Alzheimer's drug market starts to shrivel as caseload explodes

Global market for Alzheimer's disease, 2011-2017 ($ in millions)--Courtesy of BCC Research

Anyone trying to understand why biopharma companies regularly burn through hundreds of millions of dollars of their R&D cash on shaky Alzheimer's therapies should check out a new report from BCC looking at the state of the market for dementia drugs. According to analysts, the Alzheimer's drug market peaked last year at $10.2 billion and will now slide 1.5% per year until 2017, when the cash returns will slide to about $9.5 billion.

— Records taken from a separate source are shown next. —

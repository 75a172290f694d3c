//! The belief store: one [`Cell`] per grid coordinate plus global facts
//!
//! All writes go through methods that enforce monotonic knowledge. The two
//! sanctioned reversals are [`BeliefStore::record_kill`] and
//! [`BeliefStore::invalidate_wumpuses`].

use serde::{Deserialize, Serialize};

use crate::core::config::AgentConfig;
use crate::core::error::{AgentError, Result};
use crate::core::types::Coord;
use crate::knowledge::belief::{Belief, Safety, Signals, Threat, ThreatStatus};

/// One grid cell and everything the agent knows about it
#[derive(Debug, Clone, PartialEq, Serialize, Deserialize)]
pub struct Cell {
    pub coord: Coord,
    pub visited: bool,
    pub signals: Signals,
    pub belief: Belief,
}

impl Cell {
    fn new(coord: Coord) -> Self {
        Self {
            coord,
            visited: false,
            signals: Signals::default(),
            belief: Belief::default(),
        }
    }

    pub fn status(&self, threat: Threat) -> ThreatStatus {
        self.belief.status(threat)
    }

    pub fn safety(&self) -> Safety {
        self.belief.safety()
    }

    pub fn risk(&self) -> f32 {
        self.belief.risk()
    }
}

/// Compact view of the store for per-turn traces
#[derive(Debug, Clone, PartialEq, Serialize, Deserialize)]
pub struct BeliefSummary {
    pub visited: usize,
    pub safe: usize,
    pub possible: usize,
    pub unknown: usize,
    pub unsafe_cells: usize,
    pub confirmed_pits: Vec<Coord>,
    pub confirmed_wumpuses: Vec<Coord>,
    pub remaining_wumpuses: u32,
    pub gold_location: Option<Coord>,
    pub arrows: u32,
    pub revision: u64,
}

/// Persistent per-session knowledge base
#[derive(Debug, Clone, Serialize, Deserialize)]
pub struct BeliefStore {
    size: u32,
    cells: Vec<Cell>,
    remaining_wumpuses: u32,
    known_pit_count: Option<u32>,
    gold_location: Option<Coord>,
    arrows: u32,
    revision: u64,
}

impl BeliefStore {
    /// Create an empty store. Every cell starts Unknown on both threats.
    pub fn new(size: u32, wumpus_count: u32, known_pit_count: Option<u32>, arrows: u32) -> Self {
        let side = size as i32;
        let mut cells = Vec::with_capacity(size as usize * size as usize);
        for y in 0..side {
            for x in 0..side {
                cells.push(Cell::new(Coord::new(x, y)));
            }
        }

        Self {
            size,
            cells,
            remaining_wumpuses: wumpus_count,
            known_pit_count,
            gold_location: None,
            arrows,
            revision: 0,
        }
    }

    pub fn from_config(config: &AgentConfig) -> Self {
        Self::new(
            config.grid_size,
            config.wumpus_count,
            config.pit_count,
            config.arrows,
        )
    }

    // === READS ===

    pub fn size(&self) -> u32 {
        self.size
    }

    pub fn in_bounds(&self, coord: Coord) -> bool {
        let side = self.size as i32;
        coord.x >= 0 && coord.y >= 0 && coord.x < side && coord.y < side
    }

    fn index(&self, coord: Coord) -> Result<usize> {
        if !self.in_bounds(coord) {
            return Err(AgentError::OutOfBounds {
                coord,
                size: self.size,
            });
        }
        Ok(coord.y as usize * self.size as usize + coord.x as usize)
    }

    pub fn get(&self, coord: Coord) -> Result<&Cell> {
        let idx = self.index(coord)?;
        Ok(&self.cells[idx])
    }

    pub fn status(&self, coord: Coord, threat: Threat) -> Result<ThreatStatus> {
        Ok(self.get(coord)?.status(threat))
    }

    pub fn safety(&self, coord: Coord) -> Result<Safety> {
        Ok(self.get(coord)?.safety())
    }

    pub fn cells(&self) -> impl Iterator<Item = &Cell> {
        self.cells.iter()
    }

    pub fn visited_cells(&self) -> impl Iterator<Item = &Cell> {
        self.cells.iter().filter(|c| c.visited)
    }

    /// In-bounds 4-neighbors in North, East, South, West order
    pub fn neighbors(&self, coord: Coord) -> impl Iterator<Item = Coord> + '_ {
        coord
            .adjacent()
            .into_iter()
            .filter(move |c| self.in_bounds(*c))
    }

    /// Cells whose `threat` status is ConfirmedPresent
    pub fn confirmed_present(&self, threat: Threat) -> Vec<Coord> {
        self.cells
            .iter()
            .filter(|c| c.status(threat) == ThreatStatus::ConfirmedPresent)
            .map(|c| c.coord)
            .collect()
    }

    pub fn remaining_wumpuses(&self) -> u32 {
        self.remaining_wumpuses
    }

    pub fn known_pit_count(&self) -> Option<u32> {
        self.known_pit_count
    }

    /// Total count of `threat` still in the world, if known
    pub fn known_count(&self, threat: Threat) -> Option<u32> {
        match threat {
            Threat::Pit => self.known_pit_count,
            Threat::Wumpus => Some(self.remaining_wumpuses),
        }
    }

    pub fn gold_location(&self) -> Option<Coord> {
        self.gold_location
    }

    pub fn arrows(&self) -> u32 {
        self.arrows
    }

    /// Bumped on every status change; planners key their memo on it
    pub fn revision(&self) -> u64 {
        self.revision
    }

    pub fn summary(&self) -> BeliefSummary {
        let mut summary = BeliefSummary {
            visited: 0,
            safe: 0,
            possible: 0,
            unknown: 0,
            unsafe_cells: 0,
            confirmed_pits: self.confirmed_present(Threat::Pit),
            confirmed_wumpuses: self.confirmed_present(Threat::Wumpus),
            remaining_wumpuses: self.remaining_wumpuses,
            gold_location: self.gold_location,
            arrows: self.arrows,
            revision: self.revision,
        };
        for cell in &self.cells {
            if cell.visited {
                summary.visited += 1;
            }
            match cell.safety() {
                Safety::Safe => summary.safe += 1,
                Safety::Unsafe => summary.unsafe_cells += 1,
                Safety::Possible => summary.possible += 1,
                Safety::Unknown => summary.unknown += 1,
            }
        }
        summary
    }

    // === WRITES ===

    /// Strengthen the status of `threat` at `coord`.
    ///
    /// Returns whether anything changed. Overwriting a confirmed value or
    /// weakening Possible back to Unknown is a consistency violation.
    pub fn set_status(&mut self, coord: Coord, threat: Threat, status: ThreatStatus) -> Result<bool> {
        let idx = self.index(coord)?;
        let belief = &mut self.cells[idx].belief;
        let current = belief.status(threat);

        if current == status {
            return Ok(false);
        }
        if current.is_confirmed() {
            return Err(AgentError::violation(format!(
                "{:?} at {} is {:?}, refusing {:?}",
                threat, coord, current, status
            )));
        }
        if status.strength() < current.strength() {
            return Err(AgentError::violation(format!(
                "{:?} at {} would weaken from {:?} to {:?}",
                threat, coord, current, status
            )));
        }

        *belief.status_mut(threat) = status;
        if status.is_confirmed() {
            *belief.estimate_mut(threat) = None;
        }
        self.revision += 1;
        Ok(true)
    }

    /// Record a visit with the signals perceived there.
    ///
    /// The agent stands on the cell alive, so both threats are absent.
    /// Revisiting with identical signals is a no-op; a recorded signal that
    /// disagrees with the new one means the world and the agent disagree.
    pub fn mark_visited(&mut self, coord: Coord, observed: Signals) -> Result<bool> {
        let idx = self.index(coord)?;
        let recorded = self.cells[idx].signals;

        let pairs = [
            ("breeze", recorded.breeze, observed.breeze),
            ("stench", recorded.stench, observed.stench),
            ("glitter", recorded.glitter, observed.glitter),
        ];
        for (name, before, now) in pairs {
            if let (Some(before), Some(now)) = (before, now) {
                if before != now {
                    return Err(AgentError::violation(format!(
                        "{} at {} recorded as {} but now observed {}",
                        name, coord, before, now
                    )));
                }
            }
        }

        let cell = &mut self.cells[idx];
        let mut changed = !cell.visited;
        cell.visited = true;
        let merged = Signals {
            breeze: observed.breeze.or(recorded.breeze),
            stench: observed.stench.or(recorded.stench),
            glitter: observed.glitter.or(recorded.glitter),
        };
        if merged != recorded {
            cell.signals = merged;
            changed = true;
        }

        changed |= self.set_status(coord, Threat::Pit, ThreatStatus::ConfirmedAbsent)?;
        changed |= self.set_status(coord, Threat::Wumpus, ThreatStatus::ConfirmedAbsent)?;
        Ok(changed)
    }

    /// A scream was attributed to `coord`: the wumpus there is dead.
    ///
    /// The wumpus status may flip from ConfirmedPresent to ConfirmedAbsent.
    /// A confirmed wumpus also rules out a pit there. Stenches recorded
    /// next to the corpse may have come from it and are forgotten.
    pub fn record_kill(&mut self, coord: Coord) -> Result<()> {
        let idx = self.index(coord)?;
        if self.remaining_wumpuses == 0 {
            return Err(AgentError::violation(format!(
                "kill at {} but no wumpus remains",
                coord
            )));
        }
        let current = self.cells[idx].belief.wumpus;
        if current == ThreatStatus::ConfirmedAbsent {
            return Err(AgentError::violation(format!(
                "kill at {} where no wumpus could be",
                coord
            )));
        }

        let belief = &mut self.cells[idx].belief;
        belief.wumpus = ThreatStatus::ConfirmedAbsent;
        belief.wumpus_estimate = None;
        self.remaining_wumpuses -= 1;
        self.revision += 1;

        if current == ThreatStatus::ConfirmedPresent {
            self.set_status(coord, Threat::Pit, ThreatStatus::ConfirmedAbsent)?;
        }

        let around: Vec<Coord> = self.neighbors(coord).collect();
        for neighbor in around {
            let idx = self.index(neighbor)?;
            let cell = &mut self.cells[idx];
            if cell.visited {
                cell.signals.stench = None;
            }
        }
        Ok(())
    }

    /// A wumpus died somewhere the store cannot place.
    ///
    /// Any recorded stench may have come from it, so all of them are dropped.
    pub fn record_unplaced_kill(&mut self) -> Result<()> {
        if self.remaining_wumpuses == 0 {
            return Err(AgentError::violation("kill heard but no wumpus remains"));
        }
        self.remaining_wumpuses -= 1;
        for cell in &mut self.cells {
            cell.signals.stench = None;
        }
        self.revision += 1;
        Ok(())
    }

    /// Wumpuses may have moved: forget every wumpus status and stench.
    pub fn invalidate_wumpuses(&mut self) {
        for cell in &mut self.cells {
            cell.belief.wumpus = ThreatStatus::Unknown;
            cell.belief.wumpus_estimate = None;
            cell.signals.stench = None;
        }
        self.revision += 1;
    }

    /// The gold at `coord` was picked up; its glitter is gone.
    pub fn record_grab(&mut self, coord: Coord) -> Result<()> {
        let idx = self.index(coord)?;
        self.cells[idx].signals.glitter = None;
        Ok(())
    }

    pub fn set_gold_location(&mut self, coord: Coord) -> Result<()> {
        self.index(coord)?;
        self.gold_location = Some(coord);
        Ok(())
    }

    pub fn spend_arrow(&mut self) -> Result<()> {
        if self.arrows == 0 {
            return Err(AgentError::violation("shot fired without arrows"));
        }
        self.arrows -= 1;
        Ok(())
    }

    /// Annotate an unresolved cell with a presence estimate.
    ///
    /// Estimates on resolved cells are dropped; they never change status.
    pub fn set_estimate(&mut self, coord: Coord, threat: Threat, estimate: Option<f32>) -> Result<()> {
        let idx = self.index(coord)?;
        let belief = &mut self.cells[idx].belief;
        let value = if belief.status(threat).is_confirmed() {
            None
        } else {
            estimate.map(|p| p.clamp(0.0, 1.0))
        };
        *belief.estimate_mut(threat) = value;
        Ok(())
    }
}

The reason for the coming slide, they say, revolves around the fact that drug developers have been able to come up with nothing effective to treat Alzheimer's since Aricept was approved 15 years ago. But now that generic alternatives are on the way for Aricept, Exelon and Namenda, the cash flow will start to dwindle significantly.

Of course, any company that manages to get an effective drug through to an approval would be positioned to clean up. Every second a U.S. citizen develops the memory-wasting disease, which now afflicts 5.4 million Americans. And with the world's population aging rapidly, the neurological disease is expected to boom in the elderly, with the patient population swelling from 21 million in 2010 to 53 million in 2050.

Look for the diagnostics and biomarker fields to benefit first as researchers find better ways to diagnose the ailment. And from there drug developers stand to benefit by turning new knowledge about the role of proteins and enzymes into new therapies.

"The market is just waiting for the next big innovation in Alzheimer's disease treatment and prevention," notes BCC. But based on a string of late-stage failures over the past year--for solanezumab, bapineuzumab and Gammagard--there's no telling just how long that wait will last.